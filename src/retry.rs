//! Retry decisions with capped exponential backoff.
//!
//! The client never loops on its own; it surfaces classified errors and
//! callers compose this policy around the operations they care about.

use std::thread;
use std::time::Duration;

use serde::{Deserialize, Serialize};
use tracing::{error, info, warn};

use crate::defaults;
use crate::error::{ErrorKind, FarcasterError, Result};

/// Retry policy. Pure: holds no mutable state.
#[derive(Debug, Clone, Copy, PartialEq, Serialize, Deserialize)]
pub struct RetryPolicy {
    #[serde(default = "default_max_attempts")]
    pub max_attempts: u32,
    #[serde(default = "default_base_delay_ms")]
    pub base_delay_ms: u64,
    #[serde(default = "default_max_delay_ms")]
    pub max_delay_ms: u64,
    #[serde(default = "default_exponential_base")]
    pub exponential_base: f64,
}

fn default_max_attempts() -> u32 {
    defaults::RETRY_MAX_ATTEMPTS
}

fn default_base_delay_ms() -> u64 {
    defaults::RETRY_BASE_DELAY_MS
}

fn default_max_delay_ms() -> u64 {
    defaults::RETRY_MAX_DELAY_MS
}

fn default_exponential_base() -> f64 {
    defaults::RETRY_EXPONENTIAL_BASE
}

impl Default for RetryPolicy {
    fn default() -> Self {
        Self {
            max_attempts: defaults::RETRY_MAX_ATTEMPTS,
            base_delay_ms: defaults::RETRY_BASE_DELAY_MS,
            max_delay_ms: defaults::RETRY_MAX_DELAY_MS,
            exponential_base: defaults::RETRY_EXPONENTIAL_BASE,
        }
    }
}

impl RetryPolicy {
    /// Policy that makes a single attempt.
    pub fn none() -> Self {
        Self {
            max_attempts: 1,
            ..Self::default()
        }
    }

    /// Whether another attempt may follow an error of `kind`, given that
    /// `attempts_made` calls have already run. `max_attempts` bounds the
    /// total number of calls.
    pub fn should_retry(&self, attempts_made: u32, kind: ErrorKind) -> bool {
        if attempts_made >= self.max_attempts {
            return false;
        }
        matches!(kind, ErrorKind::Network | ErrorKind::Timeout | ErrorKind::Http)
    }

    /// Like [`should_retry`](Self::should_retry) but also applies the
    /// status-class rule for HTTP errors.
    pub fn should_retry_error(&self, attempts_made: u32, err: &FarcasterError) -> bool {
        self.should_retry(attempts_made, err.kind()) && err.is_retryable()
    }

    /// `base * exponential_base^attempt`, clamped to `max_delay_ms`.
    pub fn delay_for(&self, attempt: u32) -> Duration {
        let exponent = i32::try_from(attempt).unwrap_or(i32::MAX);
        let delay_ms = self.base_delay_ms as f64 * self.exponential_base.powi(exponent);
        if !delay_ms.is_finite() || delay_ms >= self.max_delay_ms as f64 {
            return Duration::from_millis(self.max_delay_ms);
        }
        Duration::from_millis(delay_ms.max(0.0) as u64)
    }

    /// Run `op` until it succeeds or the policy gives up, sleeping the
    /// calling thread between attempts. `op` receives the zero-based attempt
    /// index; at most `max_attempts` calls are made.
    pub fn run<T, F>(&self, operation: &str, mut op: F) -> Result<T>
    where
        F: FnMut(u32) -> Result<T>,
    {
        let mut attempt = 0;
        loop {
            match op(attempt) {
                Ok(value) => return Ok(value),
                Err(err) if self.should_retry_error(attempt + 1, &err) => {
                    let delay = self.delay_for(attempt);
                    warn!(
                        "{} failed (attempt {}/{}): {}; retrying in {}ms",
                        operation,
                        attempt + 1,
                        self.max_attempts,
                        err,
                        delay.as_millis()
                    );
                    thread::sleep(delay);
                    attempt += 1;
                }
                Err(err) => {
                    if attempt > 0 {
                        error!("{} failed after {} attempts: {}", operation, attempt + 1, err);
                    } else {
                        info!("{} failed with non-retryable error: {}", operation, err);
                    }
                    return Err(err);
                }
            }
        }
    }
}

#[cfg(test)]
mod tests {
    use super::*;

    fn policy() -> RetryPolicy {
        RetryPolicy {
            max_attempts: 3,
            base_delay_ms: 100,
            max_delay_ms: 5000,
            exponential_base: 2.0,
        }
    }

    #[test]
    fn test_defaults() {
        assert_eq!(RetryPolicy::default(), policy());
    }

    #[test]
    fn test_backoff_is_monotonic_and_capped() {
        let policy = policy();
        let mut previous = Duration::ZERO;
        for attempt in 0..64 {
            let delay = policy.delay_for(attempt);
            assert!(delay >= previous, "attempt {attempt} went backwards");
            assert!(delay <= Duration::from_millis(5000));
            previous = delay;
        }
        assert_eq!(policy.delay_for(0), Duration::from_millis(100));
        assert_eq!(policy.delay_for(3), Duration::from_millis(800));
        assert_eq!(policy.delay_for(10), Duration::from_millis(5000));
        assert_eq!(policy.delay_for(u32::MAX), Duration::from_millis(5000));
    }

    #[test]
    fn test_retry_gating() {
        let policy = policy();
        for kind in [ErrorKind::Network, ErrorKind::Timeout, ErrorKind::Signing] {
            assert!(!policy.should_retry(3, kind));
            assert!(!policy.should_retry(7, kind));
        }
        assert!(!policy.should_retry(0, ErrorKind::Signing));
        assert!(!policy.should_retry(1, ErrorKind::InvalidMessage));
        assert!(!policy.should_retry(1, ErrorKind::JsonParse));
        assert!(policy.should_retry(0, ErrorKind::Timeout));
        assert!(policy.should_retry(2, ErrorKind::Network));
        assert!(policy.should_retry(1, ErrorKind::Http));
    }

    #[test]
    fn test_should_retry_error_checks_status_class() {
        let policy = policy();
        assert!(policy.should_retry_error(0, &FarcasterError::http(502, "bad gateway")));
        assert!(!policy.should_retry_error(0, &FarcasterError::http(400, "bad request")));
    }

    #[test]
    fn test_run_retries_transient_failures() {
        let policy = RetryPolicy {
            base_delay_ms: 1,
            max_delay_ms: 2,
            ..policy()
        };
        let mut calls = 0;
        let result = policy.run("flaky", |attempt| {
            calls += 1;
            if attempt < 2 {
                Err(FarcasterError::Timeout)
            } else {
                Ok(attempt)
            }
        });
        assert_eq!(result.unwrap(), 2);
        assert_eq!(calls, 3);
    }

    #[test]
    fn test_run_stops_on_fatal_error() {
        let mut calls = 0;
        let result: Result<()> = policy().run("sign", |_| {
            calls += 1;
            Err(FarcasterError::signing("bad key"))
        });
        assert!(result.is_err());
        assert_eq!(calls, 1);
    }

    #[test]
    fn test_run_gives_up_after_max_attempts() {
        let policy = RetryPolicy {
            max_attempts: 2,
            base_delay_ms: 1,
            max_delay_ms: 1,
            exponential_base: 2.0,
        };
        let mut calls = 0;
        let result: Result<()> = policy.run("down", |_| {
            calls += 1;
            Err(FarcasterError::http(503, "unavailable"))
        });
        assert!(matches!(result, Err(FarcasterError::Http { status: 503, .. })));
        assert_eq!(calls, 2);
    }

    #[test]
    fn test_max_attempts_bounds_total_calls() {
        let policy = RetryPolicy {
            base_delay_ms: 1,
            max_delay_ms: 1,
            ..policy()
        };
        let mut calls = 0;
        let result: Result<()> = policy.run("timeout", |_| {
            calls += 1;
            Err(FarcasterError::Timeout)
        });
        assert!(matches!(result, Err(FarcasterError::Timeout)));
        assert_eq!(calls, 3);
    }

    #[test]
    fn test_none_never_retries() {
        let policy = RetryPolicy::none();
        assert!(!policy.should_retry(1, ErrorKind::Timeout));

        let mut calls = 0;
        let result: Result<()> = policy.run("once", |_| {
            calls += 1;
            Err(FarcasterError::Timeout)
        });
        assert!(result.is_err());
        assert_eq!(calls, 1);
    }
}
---*---
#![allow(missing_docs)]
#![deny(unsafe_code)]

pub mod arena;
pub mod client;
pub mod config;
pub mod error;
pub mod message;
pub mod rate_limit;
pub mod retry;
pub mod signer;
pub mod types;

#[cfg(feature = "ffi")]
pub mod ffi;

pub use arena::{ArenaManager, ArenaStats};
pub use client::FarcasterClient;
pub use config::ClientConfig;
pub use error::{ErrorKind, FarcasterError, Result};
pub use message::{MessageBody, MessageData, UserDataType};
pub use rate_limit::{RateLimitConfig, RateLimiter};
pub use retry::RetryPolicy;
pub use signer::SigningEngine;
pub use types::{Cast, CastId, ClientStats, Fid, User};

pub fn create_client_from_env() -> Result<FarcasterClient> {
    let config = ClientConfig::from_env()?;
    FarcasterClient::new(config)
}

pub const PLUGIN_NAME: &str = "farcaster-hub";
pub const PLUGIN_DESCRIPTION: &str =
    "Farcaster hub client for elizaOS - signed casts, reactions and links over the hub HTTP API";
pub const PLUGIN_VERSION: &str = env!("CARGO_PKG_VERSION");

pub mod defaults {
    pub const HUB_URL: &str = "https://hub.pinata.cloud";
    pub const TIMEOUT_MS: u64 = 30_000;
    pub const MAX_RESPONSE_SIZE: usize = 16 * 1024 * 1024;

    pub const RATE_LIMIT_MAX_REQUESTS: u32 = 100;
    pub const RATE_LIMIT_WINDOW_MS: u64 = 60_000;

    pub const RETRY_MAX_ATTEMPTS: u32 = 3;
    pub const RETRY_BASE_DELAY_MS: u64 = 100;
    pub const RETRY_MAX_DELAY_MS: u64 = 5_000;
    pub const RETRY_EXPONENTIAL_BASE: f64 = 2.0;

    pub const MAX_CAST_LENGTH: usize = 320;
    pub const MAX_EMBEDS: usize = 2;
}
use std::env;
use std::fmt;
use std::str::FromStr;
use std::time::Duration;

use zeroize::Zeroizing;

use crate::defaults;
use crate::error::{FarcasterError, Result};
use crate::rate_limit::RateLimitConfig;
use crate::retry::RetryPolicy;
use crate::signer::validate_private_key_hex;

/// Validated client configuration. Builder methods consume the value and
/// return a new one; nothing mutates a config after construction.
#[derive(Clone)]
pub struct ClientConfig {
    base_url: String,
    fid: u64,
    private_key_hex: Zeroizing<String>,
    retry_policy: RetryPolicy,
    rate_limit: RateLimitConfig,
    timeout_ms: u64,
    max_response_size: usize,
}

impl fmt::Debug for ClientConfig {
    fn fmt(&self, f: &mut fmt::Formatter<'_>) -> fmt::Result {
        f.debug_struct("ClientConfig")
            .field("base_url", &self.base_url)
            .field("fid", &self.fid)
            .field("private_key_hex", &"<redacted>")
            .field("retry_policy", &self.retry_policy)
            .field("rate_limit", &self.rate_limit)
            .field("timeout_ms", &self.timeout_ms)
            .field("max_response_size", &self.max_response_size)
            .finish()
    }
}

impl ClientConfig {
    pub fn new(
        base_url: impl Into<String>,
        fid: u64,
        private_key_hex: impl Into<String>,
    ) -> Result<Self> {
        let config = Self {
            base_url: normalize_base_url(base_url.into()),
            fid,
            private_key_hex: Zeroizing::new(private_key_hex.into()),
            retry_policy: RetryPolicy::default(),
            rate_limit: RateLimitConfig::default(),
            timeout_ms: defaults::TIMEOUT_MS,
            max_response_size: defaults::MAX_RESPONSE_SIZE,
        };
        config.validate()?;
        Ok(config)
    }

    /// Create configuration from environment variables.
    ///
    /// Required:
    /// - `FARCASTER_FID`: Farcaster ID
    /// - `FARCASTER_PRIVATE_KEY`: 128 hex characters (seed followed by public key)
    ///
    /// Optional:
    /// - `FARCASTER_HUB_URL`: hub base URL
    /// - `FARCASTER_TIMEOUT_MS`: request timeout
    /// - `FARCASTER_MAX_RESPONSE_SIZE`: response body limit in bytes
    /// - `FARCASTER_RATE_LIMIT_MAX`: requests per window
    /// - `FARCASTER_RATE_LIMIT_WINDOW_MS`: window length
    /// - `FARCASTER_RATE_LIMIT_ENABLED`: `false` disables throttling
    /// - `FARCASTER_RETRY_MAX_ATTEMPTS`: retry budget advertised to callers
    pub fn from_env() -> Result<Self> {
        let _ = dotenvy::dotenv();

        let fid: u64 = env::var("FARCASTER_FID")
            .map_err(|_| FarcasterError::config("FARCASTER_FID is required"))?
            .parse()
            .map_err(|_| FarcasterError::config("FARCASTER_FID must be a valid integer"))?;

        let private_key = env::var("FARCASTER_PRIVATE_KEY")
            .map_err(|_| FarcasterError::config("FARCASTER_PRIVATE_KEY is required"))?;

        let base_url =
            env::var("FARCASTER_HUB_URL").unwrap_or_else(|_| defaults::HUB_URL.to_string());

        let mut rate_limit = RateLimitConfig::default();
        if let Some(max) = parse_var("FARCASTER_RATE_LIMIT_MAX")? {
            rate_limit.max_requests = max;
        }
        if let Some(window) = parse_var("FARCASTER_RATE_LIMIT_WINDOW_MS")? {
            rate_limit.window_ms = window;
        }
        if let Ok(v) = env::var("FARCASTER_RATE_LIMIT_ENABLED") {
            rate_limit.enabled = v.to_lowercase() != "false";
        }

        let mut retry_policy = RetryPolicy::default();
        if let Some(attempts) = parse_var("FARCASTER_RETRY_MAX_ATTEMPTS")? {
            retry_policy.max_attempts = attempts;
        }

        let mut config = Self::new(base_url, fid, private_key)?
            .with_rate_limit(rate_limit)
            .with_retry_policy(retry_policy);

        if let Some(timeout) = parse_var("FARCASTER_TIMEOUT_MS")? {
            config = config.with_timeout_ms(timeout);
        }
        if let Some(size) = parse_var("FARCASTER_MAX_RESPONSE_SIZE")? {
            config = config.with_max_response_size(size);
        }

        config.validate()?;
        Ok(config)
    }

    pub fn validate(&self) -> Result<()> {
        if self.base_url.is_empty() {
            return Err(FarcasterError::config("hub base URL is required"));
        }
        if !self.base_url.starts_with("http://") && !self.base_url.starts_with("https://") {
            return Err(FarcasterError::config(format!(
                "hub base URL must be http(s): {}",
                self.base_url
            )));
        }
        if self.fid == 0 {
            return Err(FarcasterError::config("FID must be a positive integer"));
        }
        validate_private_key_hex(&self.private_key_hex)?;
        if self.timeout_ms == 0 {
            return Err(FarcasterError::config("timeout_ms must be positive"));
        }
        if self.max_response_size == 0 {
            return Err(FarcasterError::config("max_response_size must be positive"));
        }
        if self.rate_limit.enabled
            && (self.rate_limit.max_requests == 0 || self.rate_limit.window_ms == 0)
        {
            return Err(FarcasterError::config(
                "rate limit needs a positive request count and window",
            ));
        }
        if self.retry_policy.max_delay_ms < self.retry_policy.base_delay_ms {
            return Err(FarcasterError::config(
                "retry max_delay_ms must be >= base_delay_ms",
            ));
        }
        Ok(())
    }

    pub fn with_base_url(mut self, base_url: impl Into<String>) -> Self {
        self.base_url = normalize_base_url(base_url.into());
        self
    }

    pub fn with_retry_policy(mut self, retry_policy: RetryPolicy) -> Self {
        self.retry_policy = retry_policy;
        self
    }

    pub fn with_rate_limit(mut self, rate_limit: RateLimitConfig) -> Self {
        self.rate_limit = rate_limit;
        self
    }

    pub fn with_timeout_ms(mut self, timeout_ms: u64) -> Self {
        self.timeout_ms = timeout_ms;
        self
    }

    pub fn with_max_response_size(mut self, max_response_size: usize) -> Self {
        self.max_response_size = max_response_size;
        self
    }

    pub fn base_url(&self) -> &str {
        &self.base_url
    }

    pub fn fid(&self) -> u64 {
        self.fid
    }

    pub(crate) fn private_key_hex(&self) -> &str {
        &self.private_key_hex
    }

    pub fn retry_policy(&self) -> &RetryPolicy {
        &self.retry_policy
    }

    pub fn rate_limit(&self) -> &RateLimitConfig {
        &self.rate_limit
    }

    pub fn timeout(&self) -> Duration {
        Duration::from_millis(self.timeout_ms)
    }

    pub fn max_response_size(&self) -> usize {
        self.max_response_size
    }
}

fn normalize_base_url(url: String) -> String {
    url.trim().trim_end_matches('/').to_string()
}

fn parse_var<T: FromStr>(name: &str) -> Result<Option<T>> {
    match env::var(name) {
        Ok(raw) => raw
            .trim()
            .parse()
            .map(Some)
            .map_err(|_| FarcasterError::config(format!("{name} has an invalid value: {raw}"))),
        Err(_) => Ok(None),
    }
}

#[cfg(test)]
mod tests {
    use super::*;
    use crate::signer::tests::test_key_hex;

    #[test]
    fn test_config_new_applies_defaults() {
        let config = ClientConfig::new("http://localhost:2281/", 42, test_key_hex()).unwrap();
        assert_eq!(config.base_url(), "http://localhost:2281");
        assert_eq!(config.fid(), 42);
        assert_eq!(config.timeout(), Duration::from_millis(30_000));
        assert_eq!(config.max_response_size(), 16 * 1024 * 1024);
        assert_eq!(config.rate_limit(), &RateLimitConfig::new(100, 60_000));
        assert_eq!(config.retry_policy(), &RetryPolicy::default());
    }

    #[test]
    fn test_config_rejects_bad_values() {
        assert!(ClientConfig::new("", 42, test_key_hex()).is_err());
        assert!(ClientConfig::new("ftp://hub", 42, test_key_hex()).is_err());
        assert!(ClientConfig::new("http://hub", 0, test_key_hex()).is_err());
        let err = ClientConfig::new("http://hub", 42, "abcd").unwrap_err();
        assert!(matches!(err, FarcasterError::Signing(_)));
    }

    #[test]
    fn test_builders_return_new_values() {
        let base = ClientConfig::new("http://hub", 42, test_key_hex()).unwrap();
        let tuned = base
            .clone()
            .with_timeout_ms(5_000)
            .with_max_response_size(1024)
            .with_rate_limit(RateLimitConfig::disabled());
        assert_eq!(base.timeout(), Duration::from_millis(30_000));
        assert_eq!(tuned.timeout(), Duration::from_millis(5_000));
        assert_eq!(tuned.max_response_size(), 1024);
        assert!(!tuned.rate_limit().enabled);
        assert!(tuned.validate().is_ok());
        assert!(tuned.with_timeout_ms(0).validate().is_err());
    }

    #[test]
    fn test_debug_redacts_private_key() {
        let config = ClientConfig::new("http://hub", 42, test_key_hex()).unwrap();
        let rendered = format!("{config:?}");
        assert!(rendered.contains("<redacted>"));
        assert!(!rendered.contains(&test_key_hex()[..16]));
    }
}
---*---
Each line containing the word "contains" must be pulled from the listing and copied.

        assert!(rendered.contains("<redacted>"));
        assert!(!rendered.contains(&test_key_hex()[..16]));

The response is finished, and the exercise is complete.